2/3 is a fairly solid track record right? X-Men, X2, X-Men: First Class, and The Wolverine were solid, all things considered and judging by the lineup for the next one, Days of Future Past is going full steam ahead into the zany world of mutants. While I’m kind of ambivalent on the subject the movie itself, I’ve always been fond of the prospect of a solid X-Men film series. If trailers are the best way (hint: they’re not) to determine the quality of a movie, this one is a grand slam almost exclusively for their use of John Murphey’s Sunshine (Adagio in D Minor), the title track from Boyle’s 2007 Sunshine. It’s a surefire way to have me see the film at least once.


Maleficent (Robert Stromberg) – May 30th

Disney has been making bizarre choices with the stories they’re sinking big money into – and I’m totally into it. Focusing on the relationship between the Princess Aurora (Sleeping Beauty if you only focus on the “A-listers”) and “wicked fairy godmother” as the synopses suggests Maleficent. It looks dark, brooding (not to be confused with the steady stream of grim-dark media) and evocative of the original fairy tales, the horrific ones meant to scare the talk-back out of children. I’m definitely curious about the actual story, as the currently released content is unusually unclear (for Disney).


Edge of Tomorrow (Doug Liman) – June 6th

I genuinely don’t have a care when it comes to this movie except for two things: I really liked the original title which was All You Need Is Kill (way better, yeah?) and this will hopefully be the trial of Tom Cruise. Is his career entirely buoyed by lame action films? I’m guessing yes. Seriously – dude needs to expand his career instead of starring in movies that revel in being like the mainstream futuristic shooters the realm of video games are currently inundated with. Though I will say that Emily Blunt will be awesome. Yes – I am sick of the singular badass female character, but blaming the actor for that isn’t going to help – see it as a stepping stone towards a wider variety of female roles.
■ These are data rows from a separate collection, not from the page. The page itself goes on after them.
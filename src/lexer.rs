//! Lexical analysis of a single input line into argument tokens.
//!
//! Quoting follows the POSIX rules a shell user expects: single quotes keep
//! everything literal, double quotes keep everything literal except a handful
//! of backslash escapes, and a bare backslash makes the next character literal.
//! The lexer is permissive: unterminated quotes simply run to the end of the
//! line and never produce an error.

#[derive(Debug, Clone, Copy, PartialEq, Eq)]
enum LexingState {
    /// Outside any quotes.
    Bare,
    /// Inside `'...'`.
    InSingle,
    /// Inside `"..."`.
    InDouble,
    /// The next character is taken literally, then scanning resumes in
    /// `InDouble` or `Bare`.
    Escaped { in_double: bool },
}

/// Characters a backslash may escape inside double quotes.
const DOUBLE_QUOTE_ESCAPABLE: [char; 4] = ['\\', '$', '"', '\n'];

struct LexingFSM {
    input: Vec<char>,
    pos: usize,
    state: LexingState,
    buffer: String,
}

impl LexingFSM {
    fn new(line: &str) -> Self {
        LexingFSM {
            input: line.trim().chars().collect(),
            pos: 0,
            state: LexingState::Bare,
            buffer: String::new(),
        }
    }

    /// Runs the scan to completion and returns the finished tokens.
    fn make_tokens(mut self) -> Vec<String> {
        let mut out = Vec::new();

        while let Some(ch) = self.read_char() {
            match self.state {
                LexingState::Bare => self.handle_bare(ch, &mut out),
                LexingState::InSingle => self.handle_single_quote(ch),
                LexingState::InDouble => self.handle_double_quote(ch),
                LexingState::Escaped { in_double } => self.handle_escaped(ch, in_double),
            }
        }

        // A dangling backslash has nothing to escape, keep it.
        if let LexingState::Escaped { .. } = self.state {
            self.buffer.push('\\');
        }
        self.flush(&mut out);

        out
    }

    fn read_char(&mut self) -> Option<char> {
        let ch = self.input.get(self.pos).copied();
        if ch.is_some() {
            self.pos += 1;
        }
        ch
    }

    fn peek_char(&self) -> Option<char> {
        self.input.get(self.pos).copied()
    }

    fn handle_bare(&mut self, ch: char, out: &mut Vec<String>) {
        match ch {
            '\\' => self.state = LexingState::Escaped { in_double: false },
            '\'' => self.state = LexingState::InSingle,
            '"' => self.state = LexingState::InDouble,
            ' ' => self.flush(out),
            c => self.buffer.push(c),
        }
    }

    fn handle_single_quote(&mut self, ch: char) {
        match ch {
            '\'' => self.state = LexingState::Bare,
            c => self.buffer.push(c),
        }
    }

    fn handle_double_quote(&mut self, ch: char) {
        match ch {
            '"' => self.state = LexingState::Bare,
            '\\' => match self.peek_char() {
                Some(next) if DOUBLE_QUOTE_ESCAPABLE.contains(&next) => {
                    self.state = LexingState::Escaped { in_double: true };
                }
                _ => self.buffer.push('\\'),
            },
            c => self.buffer.push(c),
        }
    }

    fn handle_escaped(&mut self, ch: char, in_double: bool) {
        self.buffer.push(ch);
        self.state = if in_double {
            LexingState::InDouble
        } else {
            LexingState::Bare
        };
    }

    fn flush(&mut self, out: &mut Vec<String>) {
        if !self.buffer.is_empty() {
            out.push(std::mem::take(&mut self.buffer));
        }
    }
}

/// Splits `line` into unquoted, unescaped argument tokens.
///
/// Leading and trailing whitespace is ignored and an empty line yields no
/// tokens. Only an unquoted space separates tokens.
///
/// ```
/// use myshell::lexer::tokenize;
/// assert_eq!(tokenize("echo 'a b' c"), vec!["echo", "a b", "c"]);
/// ```
pub fn tokenize(line: &str) -> Vec<String> {
    LexingFSM::new(line).make_tokens()
}
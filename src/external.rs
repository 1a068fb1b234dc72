use crate::command::{ExitCode, Stdout};
use crate::env::Environment;
use crate::error::{Result, ShellError};
use std::borrow::Cow;
use std::ffi::OsStr;
use std::fs;
use std::path::{Component, Path, PathBuf};
use std::process::{Command, ExitStatus, Stdio};

/// Command that is not a builtin, resolved to an executable on disk.
#[derive(Debug)]
pub struct ExternalCommand {
    name: String,
    program: PathBuf,
    args: Vec<String>,
}

impl ExternalCommand {
    /// Look `name` up the way a shell does and bind it to `args`.
    ///
    /// Returns `None` when no executable can be found.
    pub fn resolve(env: &Environment, name: &str, args: &[String]) -> Option<Self> {
        let search_paths = env.search_path();
        let program = find_command_path(&search_paths, Path::new(name))?.into_owned();
        Some(Self {
            name: name.to_string(),
            program,
            args: args.to_vec(),
        })
    }

    pub fn program(&self) -> &Path {
        &self.program
    }

    /// Launch the program and block until it exits.
    ///
    /// The child sees the shell's stdin, the given output streams and the
    /// environment's variables and working directory. `argv[0]` is the name
    /// as typed, not the resolved path.
    pub fn execute(
        self,
        stdout: Box<dyn Stdout>,
        stderr: Box<dyn Stdout>,
        env: &Environment,
    ) -> Result<ExitCode> {
        let mut cmd = Command::new(&self.program);
        cmd.args(&self.args)
            .stdin(Stdio::inherit())
            .stdout(stdout.stdio())
            .stderr(stderr.stdio())
            .env_clear()
            .envs(env.vars.iter())
            .current_dir(&env.current_dir);
        #[cfg(unix)]
        {
            use std::os::unix::process::CommandExt;
            cmd.arg0(&self.name);
        }

        log::debug!("spawning {} {:?}", self.program.display(), self.args);
        let mut child = cmd.spawn().map_err(|e| {
            log::debug!("failed to spawn {}: {e}", self.program.display());
            ShellError::CommandNotFound(self.name.clone())
        })?;
        // Dropping `cmd` closes the parent's copies of redirected descriptors.
        drop(cmd);

        let exit_status = child.wait()?;
        log::debug!("{} exited with {exit_status}", self.name);
        Ok(match exit_status.code() {
            Some(x) => x,
            None => terminated_by_signal(exit_status),
        })
    }
}

#[cfg(unix)]
fn terminated_by_signal(exit_status: ExitStatus) -> i32 {
    use std::os::unix::process::ExitStatusExt;
    if let Some(signal) = ExitStatusExt::signal(&exit_status) {
        128 + signal
    } else if ExitStatusExt::core_dumped(&exit_status) {
        255
    } else {
        -1
    }
}

#[cfg(not(unix))]
fn terminated_by_signal(_exit_status: ExitStatus) -> i32 {
    -1
}

/// Resolve a command path the way a typical shell would.
///
/// Behavior:
/// - Absolute path: returns it if it is an executable file.
/// - Any path containing a separator (`./foo`, `bin/sh`): returns it if it is
///   an executable file relative to the current directory.
/// - Single path component: searches each directory in `search_paths` (PATH)
///   in order and returns the first executable match.
/// - Empty path: returns `None`.
pub fn find_command_path<'a>(search_paths: &OsStr, path: &'a Path) -> Option<Cow<'a, Path>> {
    let mut components = path.components();
    let first = components.next();
    let second = components.next();
    match (first, second) {
        (None, None) => None,
        (Some(Component::Normal(x)), None) => {
            find_in_path(search_paths, x).map(Cow::Owned)
        }
        _ => find_by_path(path).map(Cow::Borrowed),
    }
}

/// First executable file named `cmd` directly inside one of `search_paths`.
///
/// `cmd` must be a plain file name. Empty and relative entries of
/// `search_paths` are ignored, so the result is always an absolute path.
pub fn find_in_path(search_paths: &OsStr, cmd: &OsStr) -> Option<PathBuf> {
    let mut components = Path::new(cmd).components();
    match (components.next(), components.next()) {
        (Some(Component::Normal(_)), None) => {}
        _ => return None,
    }

    std::env::split_paths(search_paths)
        .filter(|dir| dir.is_absolute())
        .map(|dir| dir.join(cmd))
        .find(|candidate| is_executable(candidate))
}

fn find_by_path(path: &Path) -> Option<&Path> {
    if is_executable(path) { Some(path) } else { None }
}

/// Regular file with at least one execute bit set.
pub fn is_executable(path: &Path) -> bool {
    let Ok(metadata) = fs::metadata(path) else {
        return false;
    };
    if !metadata.is_file() {
        return false;
    }
    #[cfg(unix)]
    {
        use std::os::unix::fs::PermissionsExt;
        metadata.permissions().mode() & 0o111 != 0
    }
    #[cfg(not(unix))]
    {
        true
    }
}
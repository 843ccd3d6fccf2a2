mod change;
mod list;
mod tree;

pub use change::{Change, EditScript, LocatedChange, Node};
pub use list::{diff as list_diff, Algorithm, PositionedChange, ShallowEq};
pub use tree::program;
use super::{Change, PositionedChange, ShallowEq};

// Lockstep positional comparison. Only equal-length sequences qualify; every
// shallow-unequal pair becomes a Replace at its position.
pub(super) fn lockstep_script<T: Clone + ShallowEq>(
    old: &[T],
    new: &[T],
) -> Option<Vec<PositionedChange<T>>> {
    if old.len() != new.len() {
        return None;
    }
    Some(
        old.iter()
            .zip(new)
            .enumerate()
            .filter(|&(_, (old_elem, new_elem))| !old_elem.shallow_eq(new_elem))
            .map(|(i, (old_elem, new_elem))| {
                (
                    i as isize,
                    Change::Replace(old_elem.clone(), new_elem.clone()),
                )
            })
            .collect(),
    )
}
How To Train Your Dragon 2 (Dean DeBlois) – June 20th

Yeah, it’s the sequel to that sleeper animated hit from Dreamworks – arguably the movie that made people take the home of Shrek & co. seriously again. The first was heartwarming, thoughtful, funny, and overall a wholesome all-ages movie. The animated series at Cartoon Network has been outputting perhaps just below the same level of quality, but that’s like saying it’s a low-end BMW: it’s still wonderful content. This movie is going to rock my face of: just look how hot Hiccup got since the first one. No, really, I’m expecting the entirety of the How To Train Your Dragon franchise to stand as a marvelous example of how wonderful all-ages content can be when it’s written to respect the audience.
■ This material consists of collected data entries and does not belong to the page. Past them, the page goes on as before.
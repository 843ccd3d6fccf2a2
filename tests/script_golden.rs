use estdiff::ast::build::*;
use estdiff::ast::*;
use estdiff::script_formatter::{PlainScriptFormatter, ScriptFormatter};
use estdiff::{compute_diff, Algorithm, Loc};
use goldenfile::Mint;
use std::rc::Rc;

fn span(start_line: u32, start_column: u32, end_line: u32, end_column: u32) -> Loc {
    Loc::new(start_line, start_column, end_line, end_column)
}

fn check_script(test_name: &str, origin: &Rc<Program>, modified: &Rc<Program>) {
    let mut mint = Mint::new("tests/goldenfiles");
    let golden = mint
        .new_goldenfile(format!("{}.golden", test_name))
        .unwrap();
    let script = compute_diff(Algorithm::Standard, origin, modified);
    PlainScriptFormatter::new(golden)
        .write_script(&script)
        .unwrap();
}

#[test]
fn rename() {
    // var x = 1;  ->  var y = 1;
    let init = number_expr(span(1, 8, 1, 9), 1.0, "1");
    let make = |name: &str| {
        program(
            span(1, 0, 1, 10),
            vec![var_decl_stmt(
                span(1, 0, 1, 10),
                VariableKind::Var,
                vec![declarator(
                    span(1, 4, 1, 9),
                    ident_pattern(span(1, 4, 1, 5), name),
                    Some(init.clone()),
                )],
            )],
        )
    };
    check_script("rename", &make("x"), &make("y"));
}

#[test]
fn insert_head() {
    // b();  ->  a(); b();
    let b_stmt = call_stmt(span(1, 7, 1, 11), "b");
    let a_stmt = call_stmt(span(1, 2, 1, 6), "a");
    let origin = program(span(1, 0, 1, 13), vec![b_stmt.clone()]);
    let modified = program(span(1, 0, 1, 13), vec![a_stmt, b_stmt]);
    check_script("insert_head", &origin, &modified);
}

#[test]
fn delete_middle() {
    // a(); b(); c();  ->  a(); c();
    let a_stmt = call_stmt(span(1, 0, 1, 4), "a");
    let b_stmt = call_stmt(span(2, 0, 2, 4), "b");
    let c_stmt = call_stmt(span(3, 0, 3, 4), "c");
    let origin = program(
        span(1, 0, 3, 4),
        vec![a_stmt.clone(), b_stmt, c_stmt.clone()],
    );
    let modified = program(span(1, 0, 3, 4), vec![a_stmt, c_stmt]);
    check_script("delete_middle", &origin, &modified);
}

#[test]
fn return_annotation() {
    // function f() {}  ->  function f(): T {}
    let f_id = ident(span(1, 9, 1, 10), "f");
    let shared_params = params(span(1, 10, 1, 12), vec![]);
    let shared_body = block(span(1, 13, 1, 15), vec![]);
    let make = |return_type: TypeAnnotationHint| {
        program(
            span(1, 0, 1, 15),
            vec![stmt(
                span(1, 0, 1, 15),
                StatementKind::FunctionDeclaration(Rc::new(Function {
                    loc: span(1, 0, 1, 15),
                    id: Some(f_id.clone()),
                    params: shared_params.clone(),
                    body: FunctionBody::Block(shared_body.clone()),
                    is_async: false,
                    generator: false,
                    predicate: None,
                    return_type,
                    tparams: None,
                })),
            )],
        )
    };
    let origin = make(TypeAnnotationHint::Missing(span(1, 12, 1, 12)));
    let modified = make(TypeAnnotationHint::Available(type_annotation(
        span(1, 12, 1, 15),
        Ty::Named("T".to_owned()),
    )));
    check_script("return_annotation", &origin, &modified);
}
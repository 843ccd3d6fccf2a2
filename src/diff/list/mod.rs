use super::change::Change;
use std::rc::Rc;

mod standard;
mod trivial;

#[derive(Clone, Copy, PartialEq, Eq, Debug)]
pub enum Algorithm {
    Trivial,
    Standard,
}

// Shallow identity between sequence elements. For parser-produced trees this
// is pointer equality on the shared subtree, a sound under-approximation of
// structural equality.
pub trait ShallowEq {
    fn shallow_eq(&self, other: &Self) -> bool;
}

impl<T> ShallowEq for Rc<T> {
    fn shallow_eq(&self, other: &Self) -> bool {
        Rc::ptr_eq(self, other)
    }
}

impl<T: ShallowEq> ShallowEq for Option<T> {
    fn shallow_eq(&self, other: &Self) -> bool {
        match (self, other) {
            (Some(a), Some(b)) => a.shallow_eq(b),
            (None, None) => true,
            _ => false,
        }
    }
}

// An edit positioned against the old sequence. For Replace and Delete the
// index names the affected old element; for Insert it names the element the
// insertion follows, with -1 standing for "before the head".
pub type PositionedChange<T> = (isize, Change<T>);

pub fn diff<T: Clone + ShallowEq>(
    algorithm: Algorithm,
    old: &[T],
    new: &[T],
) -> Option<Vec<PositionedChange<T>>> {
    match algorithm {
        Algorithm::Trivial => trivial::lockstep_script(old, new),
        Algorithm::Standard => standard::shortest_edit_script(old, new, old.len() + new.len()),
    }
}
Transformers: Age of Extinction (Michael Bay) – June 27th

Honestly, see my take on the upcoming Teenage Mutant Ninja Turtles movie below. The first three were awful – this will be no different.
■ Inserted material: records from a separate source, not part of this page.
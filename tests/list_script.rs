use estdiff::{list_diff, Algorithm, Change, PositionedChange, ShallowEq};
use proptest::collection::vec;
use proptest::prelude::*;
use std::collections::{HashMap, HashSet};

// A tiny element type with by-value identity, standing in for shared
// subtrees. Keeping the alphabet small makes collisions (and therefore
// interesting scripts) likely.
#[derive(Clone, Debug, PartialEq)]
struct Sym(u8);

impl ShallowEq for Sym {
    fn shallow_eq(&self, other: &Self) -> bool {
        self.0 == other.0
    }
}

fn syms(values: &[u8]) -> Vec<Sym> {
    values.iter().copied().map(Sym).collect()
}

// Interpret a positional script against the original old sequence.
fn apply(old: &[Sym], script: &[PositionedChange<Sym>]) -> Vec<Sym> {
    let mut replaced: HashMap<usize, Sym> = HashMap::new();
    let mut deleted: HashSet<usize> = HashSet::new();
    let mut inserted: HashMap<isize, Vec<Sym>> = HashMap::new();
    for (index, change) in script {
        match change {
            Change::Replace(_, new) => {
                replaced.insert(*index as usize, new.clone());
            }
            Change::Delete(_) => {
                deleted.insert(*index as usize);
            }
            Change::Insert(items) => inserted
                .entry(*index)
                .or_default()
                .extend(items.iter().cloned()),
        }
    }
    let mut result = Vec::new();
    if let Some(items) = inserted.get(&-1) {
        result.extend(items.iter().cloned());
    }
    for (i, elem) in old.iter().enumerate() {
        if let Some(new) = replaced.get(&i) {
            result.push(new.clone());
        } else if !deleted.contains(&i) {
            result.push(elem.clone());
        }
        if let Some(items) = inserted.get(&(i as isize)) {
            result.extend(items.iter().cloned());
        }
    }
    result
}

// One delete or one inserted element each cost 1; a replace stands for one
// of each.
fn script_cost(script: &[PositionedChange<Sym>]) -> usize {
    script
        .iter()
        .map(|(_, change)| match change {
            Change::Replace(_, _) => 2,
            Change::Delete(_) => 1,
            Change::Insert(items) => items.len(),
        })
        .sum()
}

proptest! {
    #[test]
    fn standard_patch_soundness(
        old in vec(0u8..4, 0..12),
        new in vec(0u8..4, 0..12),
    ) {
        let old = syms(&old);
        let new = syms(&new);
        let script = list_diff(Algorithm::Standard, &old, &new)
            .expect("bound of N+M always suffices");
        prop_assert_eq!(apply(&old, &script), new);
    }

    #[test]
    fn standard_no_worse_than_discarding_everything(
        old in vec(0u8..4, 0..12),
        new in vec(0u8..4, 0..12),
    ) {
        let old = syms(&old);
        let new = syms(&new);
        let script = list_diff(Algorithm::Standard, &old, &new).unwrap();
        prop_assert!(script_cost(&script) <= old.len() + new.len());
    }

    #[test]
    fn standard_indices_non_decreasing(
        old in vec(0u8..4, 0..12),
        new in vec(0u8..4, 0..12),
    ) {
        let old = syms(&old);
        let new = syms(&new);
        let script = list_diff(Algorithm::Standard, &old, &new).unwrap();
        for pair in script.windows(2) {
            prop_assert!(pair[0].0 <= pair[1].0);
        }
    }

    #[test]
    fn trivial_patch_soundness_on_equal_lengths(
        pairs in vec((0u8..4, 0u8..4), 0..12),
    ) {
        let old = syms(&pairs.iter().map(|(a, _)| *a).collect::<Vec<_>>());
        let new = syms(&pairs.iter().map(|(_, b)| *b).collect::<Vec<_>>());
        let script = list_diff(Algorithm::Trivial, &old, &new)
            .expect("equal lengths are always accepted");
        prop_assert_eq!(apply(&old, &script), new);
    }

    #[test]
    fn identity_scripts_are_empty(values in vec(0u8..4, 0..12)) {
        let seq = syms(&values);
        prop_assert_eq!(list_diff(Algorithm::Trivial, &seq, &seq).unwrap(), vec![]);
        prop_assert_eq!(list_diff(Algorithm::Standard, &seq, &seq).unwrap(), vec![]);
    }
}

#[test]
fn trivial_rejects_length_mismatch() {
    assert_eq!(
        list_diff(Algorithm::Trivial, &syms(&[1, 2]), &syms(&[1, 2, 3])),
        None
    );
}

#[test]
fn all_different_equal_lengths_become_replaces() {
    let old = syms(&[1, 1, 1]);
    let new = syms(&[2, 2, 2]);
    for algorithm in [Algorithm::Trivial, Algorithm::Standard] {
        let script = list_diff(algorithm, &old, &new).unwrap();
        assert_eq!(script.len(), 3, "{:?}", algorithm);
        for (i, (index, change)) in script.iter().enumerate() {
            assert_eq!(*index, i as isize);
            assert!(matches!(change, Change::Replace(Sym(1), Sym(2))));
        }
    }
}

#[test]
fn insertion_before_the_head_uses_the_sentinel() {
    let old = syms(&[7]);
    let new = syms(&[5, 7]);
    let script = list_diff(Algorithm::Standard, &old, &new).unwrap();
    assert_eq!(script, vec![(-1, Change::Insert(vec![Sym(5)]))]);
}

#[test]
fn deletion_keeps_the_old_index() {
    let old = syms(&[1, 2, 3]);
    let new = syms(&[1, 3]);
    let script = list_diff(Algorithm::Standard, &old, &new).unwrap();
    assert_eq!(script, vec![(1, Change::Delete(Sym(2)))]);
}

#[test]
fn head_insert_fuses_with_following_delete() {
    let old = syms(&[1, 2]);
    let new = syms(&[3]);
    let script = list_diff(Algorithm::Standard, &old, &new).unwrap();
    assert_eq!(
        script,
        vec![
            (0, Change::Replace(Sym(1), Sym(3))),
            (1, Change::Delete(Sym(2))),
        ]
    );
}

#[test]
fn leftover_insertion_chains_into_further_replaces() {
    let old = syms(&[1, 2]);
    let new = syms(&[3, 4]);
    let script = list_diff(Algorithm::Standard, &old, &new).unwrap();
    assert_eq!(
        script,
        vec![
            (0, Change::Replace(Sym(1), Sym(3))),
            (1, Change::Replace(Sym(2), Sym(4))),
        ]
    );
}

#[test]
fn empty_old_sequence_is_one_insertion() {
    let old: Vec<Sym> = Vec::new();
    let new = syms(&[1, 2]);
    let script = list_diff(Algorithm::Standard, &old, &new).unwrap();
    assert_eq!(script, vec![(-1, Change::Insert(vec![Sym(1), Sym(2)]))]);
}

#[test]
fn common_prefix_and_suffix_are_untouched() {
    let old = syms(&[1, 2, 3, 4]);
    let new = syms(&[1, 5, 3, 4]);
    let script = list_diff(Algorithm::Standard, &old, &new).unwrap();
    assert_eq!(script, vec![(1, Change::Replace(Sym(2), Sym(5)))]);
}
Dawn Of The Planet Of The Apes (Matt Reeves) – July 11th

Am I the only one who thinks the new Planet Of The Apes movies are way better than they have any right to be? Considering the climate of poor remakes we’re in, I would’ve thought that these would be some of the absolutely worst, but I’ve been graciously proven wrong. What I want to see if this continuing: if you’re going to remake/continue a classic film franchise: make it good or don’t make it at all.


Jupiter Ascending (Andy & Lana Wachowski) – July 18th

For those of you who saw the 2012 Cloud Atlas, it seems like the Wachowskis are on a specific track of film and I couldn’t be more excited. I thoroughly adored their adaptation of the David Mitchell novel and it seems they’re seriously invested in pushing the boundaries of what kind of stories will draw large audiences. I’m trepidatious, not because I worry that Jupiter Ascending will be a poor film, but because I feel it will unjustly fail  at the box office, like it’s spiritual predecessor, and those are the numbers production companies look at. Safe to say if you want to keep seeing mainstream movies shift towards the radical and interesting, watch the movies that are pushing in that direction. See them as many times as you can afford, take your friends to it, force your family to watch it – convince the powers that be that we deserve what look like fantastical epic sagas in space by wonderful creators.


Guardians Of The Galaxy (James Gunn) – August 1st

Thought Marvel movies got as weird as they could? Well you’re dead wrong. With the critical success of everything Marvel has worked on since the first Iron Man – we’re now seeing big-budget adaptations of stranger, more obscure content (like the Edgar Wright Ant Man, slated for 2015). Though it saddens me that we’re getting a superhero film starring a talking raccoon and a sentient tree before a woman: I’m going to enjoy the hell out of Guardians of the Galaxy. Like with Captain America: The Winter Soldier, the success of this film will undoubtedly show Marvel (and hopefully Warner Bros.) how fans are responding to sweeping universe-building stories that tie into each other.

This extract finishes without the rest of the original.